Putin is not asking for cooperation, imho, but rather for a revived feudal politics pitting all against all for time while Russia ramps up its own military-industrial complex as a major driver of its internal economy.
The sweethearts of EU and NATO who promote greater international cooperation and integration through shared humanist principles plus open passage plus trade haven’t perhaps relayed to their populations the complete criminal character of Moscow’s intentions and its methods, including the channeling, I believe, of Islamic Terrorism in target states to produce reactionary politics.
BackChannels believes Putin’s Moscow has encouraged political polarization in its targets by using “active measures” to produce the “New Nationalists” (like Le Pen, Orban, and Trump) and sustain a still strident “Red-Green Alliance” — Old Comrades and Neo-Islamists — in the west. The main thing has been to get the “Brown vs Red-Green” extremism going while working with its destabilizing effects on true democratic politics.
Mission accomplished?
Yes — but at the same time, Moscow’s grand scheme may be close to being found out.
Related in the News
Moscow’s demonstrations of barbarism in Syria and Ukraine may underscore the direction of its internal intents.
Kleptocracies are the cancers of states, and Putin, the KGB/FSB, and Russia’s “oligarchs” have had a field day enjoying the full flow of Russia’s productive assets far at the expense of Russians separated from the circles of centralized power.
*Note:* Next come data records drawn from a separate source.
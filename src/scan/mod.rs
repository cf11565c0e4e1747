//! Batch scanning of a directory of mesh files.
//!
//! [`scan_directory`] looks at every `.stl` file directly inside a directory
//! (any letter case, no recursion), loads it, counts its shells and sorts it
//! into "good" (one shell) or "needs repair" (more than one shell). Files that
//! cannot be opened or parsed are reported and skipped; they never stop the scan.
//!
//! All tallies live in the returned [`ScanSummary`]. For any scan,
//! `multi_shell + single_shell == total`, where `total` counts the files that
//! loaded successfully.
//!
//! # Example
//!
//! ```no_run
//! use shellscan::scan::{scan_directory, ScanListener, ScanOptions};
//!
//! let summary = scan_directory(".", &ScanOptions::default(), &ScanListener::none()).unwrap();
//! println!("{} of {} files need repair", summary.multi_shell, summary.total);
//! ```

mod listener;
pub mod report;

use std::borrow::Cow;
use std::fs;
use std::path::{Path, PathBuf};
use std::time::{Duration, Instant};

use rayon::prelude::*;
use tracing::{debug, info, warn};

pub use listener::ScanListener;

use crate::algo::{classify_with_options, Connectivity, ShellOptions};
use crate::error::{MeshError, Result};
use crate::io;
use crate::mesh::TriangleMesh;

/// Folder name used for relocating multi-shell files when none is given.
pub const DEFAULT_QUARANTINE_DIR: &str = "Please_Repair";

/// Options for a directory scan.
#[derive(Debug, Clone)]
pub struct ScanOptions {
    /// Process files in file-name order instead of directory order.
    pub sort: bool,

    /// Move multi-shell files into this folder. Relative paths are resolved
    /// against the scanned directory. `None` leaves files in place.
    pub quarantine: Option<PathBuf>,

    /// How shells are determined.
    pub shell: ShellOptions,

    /// Load and classify files on the rayon thread pool.
    /// Reports are still delivered in the same order as a sequential scan.
    pub parallel: bool,
}

impl Default for ScanOptions {
    fn default() -> Self {
        Self {
            sort: true,
            quarantine: None,
            shell: ShellOptions::default(),
            parallel: false,
        }
    }
}

impl ScanOptions {
    /// Enable or disable file-name ordering.
    pub fn with_sort(mut self, sort: bool) -> Self {
        self.sort = sort;
        self
    }

    /// Move multi-shell files into `folder`.
    pub fn with_quarantine(mut self, folder: impl Into<PathBuf>) -> Self {
        self.quarantine = Some(folder.into());
        self
    }

    /// Set the adjacency definition used for shells.
    pub fn with_connectivity(mut self, connectivity: Connectivity) -> Self {
        self.shell = self.shell.with_connectivity(connectivity);
        self
    }

    /// Enable or disable parallel processing.
    pub fn with_parallel(mut self, parallel: bool) -> Self {
        self.parallel = parallel;
        self
    }
}

/// Shell analysis of one successfully loaded mesh.
#[derive(Debug, Clone, PartialEq, Eq)]
pub struct ShellCheck {
    /// Number of welded vertices.
    pub vertices: usize,
    /// Number of faces.
    pub faces: usize,
    /// Face count of each shell, in shell-id order.
    pub shell_sizes: Vec<usize>,
}

impl ShellCheck {
    /// Number of shells.
    pub fn shells(&self) -> usize {
        self.shell_sizes.len()
    }

    /// Whether the mesh has more than one shell.
    pub fn needs_repair(&self) -> bool {
        self.shells() > 1
    }
}

/// What happened to a multi-shell file when relocation was requested.
#[derive(Debug, Clone, PartialEq, Eq)]
pub enum Relocation {
    /// Relocation is disabled.
    NotRequested,
    /// The file was moved to this path.
    Moved(PathBuf),
    /// The move failed; the file stays where it was.
    Failed(String),
}

/// Result of checking one file.
#[derive(Debug)]
pub enum FileOutcome {
    /// Exactly one shell.
    Good(ShellCheck),
    /// More than one shell.
    NeedsRepair {
        /// The shell analysis.
        check: ShellCheck,
        /// Where the file went, if relocation was requested.
        relocation: Relocation,
    },
    /// The file could not be loaded.
    Failed(MeshError),
}

/// One line of the scan report.
#[derive(Debug)]
pub struct FileReport {
    /// Path of the scanned file.
    pub path: PathBuf,
    /// 1-based position among successfully loaded files; `None` for failures.
    pub ordinal: Option<usize>,
    /// What the scan found.
    pub outcome: FileOutcome,
}

impl FileReport {
    /// File name for display.
    pub fn file_name(&self) -> Cow<'_, str> {
        self.path
            .file_name()
            .map_or_else(|| self.path.to_string_lossy(), |n| n.to_string_lossy())
    }

    /// Shell count, if the file loaded.
    pub fn shells(&self) -> Option<usize> {
        match &self.outcome {
            FileOutcome::Good(check) | FileOutcome::NeedsRepair { check, .. } => {
                Some(check.shells())
            }
            FileOutcome::Failed(_) => None,
        }
    }
}

/// Aggregated result of a directory scan.
#[derive(Debug, Default)]
pub struct ScanSummary {
    /// Files that loaded successfully.
    pub total: usize,
    /// Loaded files with more than one shell.
    pub multi_shell: usize,
    /// Loaded files with exactly one shell.
    pub single_shell: usize,
    /// Files that could not be loaded.
    pub failed: usize,
    /// Wall-clock duration of the whole scan.
    pub elapsed: Duration,
    /// Every file report, in report order.
    pub files: Vec<FileReport>,
}

impl ScanSummary {
    /// Reports of files that need repair.
    pub fn needs_repair(&self) -> impl Iterator<Item = &FileReport> {
        self.files
            .iter()
            .filter(|r| matches!(r.outcome, FileOutcome::NeedsRepair { .. }))
    }

    /// Reports of files that failed to load.
    pub fn failures(&self) -> impl Iterator<Item = &FileReport> {
        self.files
            .iter()
            .filter(|r| matches!(r.outcome, FileOutcome::Failed(_)))
    }

    /// Whether any multi-shell file was relocated.
    pub fn any_relocated(&self) -> bool {
        self.needs_repair().any(|r| {
            matches!(
                r.outcome,
                FileOutcome::NeedsRepair {
                    relocation: Relocation::Moved(_),
                    ..
                }
            )
        })
    }

    /// Fold one file's result into the tallies and return its report.
    fn record(
        &mut self,
        path: PathBuf,
        result: Result<ShellCheck>,
        quarantine: Option<&Path>,
    ) -> &FileReport {
        let (ordinal, outcome) = match result {
            Err(err) => {
                self.failed += 1;
                debug!(path = %path.display(), error = %err, "skipping file");
                (None, FileOutcome::Failed(err))
            }
            Ok(check) => {
                self.total += 1;
                if check.needs_repair() {
                    self.multi_shell += 1;
                    let relocation = match quarantine {
                        None => Relocation::NotRequested,
                        Some(folder) => match relocate(&path, folder) {
                            Ok(dest) => {
                                debug!(from = %path.display(), to = %dest.display(), "relocated");
                                Relocation::Moved(dest)
                            }
                            Err(err) => {
                                warn!(path = %path.display(), error = %err, "failed to relocate");
                                Relocation::Failed(err.to_string())
                            }
                        },
                    };
                    (Some(self.total), FileOutcome::NeedsRepair { check, relocation })
                } else {
                    self.single_shell += 1;
                    (Some(self.total), FileOutcome::Good(check))
                }
            }
        };

        self.files.push(FileReport {
            path,
            ordinal,
            outcome,
        });
        &self.files[self.files.len() - 1]
    }
}

/// Load a file and count its shells.
///
/// A file that parses but has no faces fails with [`MeshError::EmptyMesh`];
/// shells are not counted for it.
pub fn check_file<P: AsRef<Path>>(path: P, options: &ShellOptions) -> Result<ShellCheck> {
    let mesh: TriangleMesh = io::load(path)?;
    if mesh.is_empty() {
        return Err(MeshError::EmptyMesh);
    }

    let shells = classify_with_options(&mesh, options);
    Ok(ShellCheck {
        vertices: mesh.num_vertices(),
        faces: mesh.num_faces(),
        shell_sizes: shells.shell_sizes().to_vec(),
    })
}

/// List the mesh files directly inside `dir`.
///
/// Only regular files (or links to them) with a supported extension are returned.
/// Entries that cannot be read are logged and skipped; only a directory that
/// cannot be opened is an error.
pub fn collect_candidates<P: AsRef<Path>>(dir: P, sort: bool) -> Result<Vec<PathBuf>> {
    let mut paths = Vec::new();
    for entry in fs::read_dir(dir.as_ref())? {
        let path = match entry {
            Ok(entry) => entry.path(),
            Err(err) => {
                warn!(dir = %dir.as_ref().display(), error = %err, "skipping unreadable entry");
                continue;
            }
        };
        if io::is_mesh_file(&path) && path.is_file() {
            paths.push(path);
        }
    }

    if sort {
        paths.sort_by(|a, b| a.file_name().cmp(&b.file_name()));
    }
    Ok(paths)
}

/// Scan a directory and count the shells of every mesh file in it.
///
/// # Errors
///
/// Only fails if the directory itself cannot be read. Problems with individual
/// files are recorded in the summary.
pub fn scan_directory<P: AsRef<Path>>(
    dir: P,
    options: &ScanOptions,
    listener: &ScanListener,
) -> Result<ScanSummary> {
    let start = Instant::now();
    let dir = dir.as_ref();

    let candidates = collect_candidates(dir, options.sort)?;
    let quarantine = options.quarantine.as_ref().map(|q| dir.join(q));
    info!(dir = %dir.display(), files = candidates.len(), "scanning");

    let mut summary = ScanSummary::default();

    if options.parallel {
        let results: Vec<Result<ShellCheck>> = candidates
            .par_iter()
            .map(|path| check_file(path, &options.shell))
            .collect();

        for (path, result) in candidates.into_iter().zip(results) {
            let report = summary.record(path, result, quarantine.as_deref());
            listener.notify(report);
        }
    } else {
        for path in candidates {
            let result = check_file(&path, &options.shell);
            let report = summary.record(path, result, quarantine.as_deref());
            listener.notify(report);
        }
    }

    summary.elapsed = start.elapsed();
    info!(
        total = summary.total,
        multi_shell = summary.multi_shell,
        single_shell = summary.single_shell,
        failed = summary.failed,
        elapsed = ?summary.elapsed,
        "scan finished"
    );

    Ok(summary)
}

fn relocate(path: &Path, folder: &Path) -> std::io::Result<PathBuf> {
    let name = path.file_name().ok_or_else(|| {
        std::io::Error::new(std::io::ErrorKind::InvalidInput, "path has no file name")
    })?;
    fs::create_dir_all(folder)?;
    let dest = folder.join(name);
    // rename would silently replace a file quarantined by an earlier run
    if fs::symlink_metadata(&dest).is_ok() {
        return Err(std::io::Error::new(
            std::io::ErrorKind::AlreadyExists,
            format!("{} already exists", dest.display()),
        ));
    }
    fs::rename(path, &dest)?;
    Ok(dest)
}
Toward the end or as declining cash reserves produce hardship throughout the state, wartime spending may become the heavy dessert found at the bottom of the devil’s barrel, for fear plus the intimidation that coincides with tests of loyalty may open pockets.
“Washington”, a metonym used the same way here as “Moscow” to represent the state and its leadership, knows that the Moscow-Tehran axis lies and, quite possibly, that it channels — through indirect manipulation — Islamic Terrorism (by choosing to fight the west and western-backed or western-endorsed everything first — “Moscow” cannot abide classical liberalism; by using old communist cadre and Islamists to sow the chaos in the world that it may then claim to stand as champion against (!) — convenient look-ups: “Terry Nichols, Philippines”, “Zawahiri, Russia”, and “Moscow Apartment Bombings” (HUGE false flag, that one): and of course there’s no questioning the existence of the “Moscow-Tehran” nexus in power and the continuing relationships both have with Hamas and Hezbollah and others (start with PFLP).
BackChannels believes that Washington has known all along that deals with Moscow and Tehran would not prove worth the ink used to sign them.
Moreover, if BackChannels and others believe Moscow complicit in the incubating of ISIS in Syria (look up Kyle Orton’s work on the matter), then it only makes sense to cut out the nonsense implied by the prospect of “cooperating” with Moscow in the projection of its related totalitarian narrative.
Also contributing to the above thinking: Russia has nearly 100 years of combined 20th and 21st Century history as an entity approving of or inured to terror as a political tool.
Posted to YouTube by The New York Times, April 7, 2017.
Comment:
The public presentation of conflict may attempt to keep separate Syria, Ukraine, Russia, and Iran, but I don’t think the Kremlin (this is a good comment for Kremlin Watch) has an “Off” button in association with the defense of the autocratic feudal past that each dictatorship represents. Expect “mission creep”.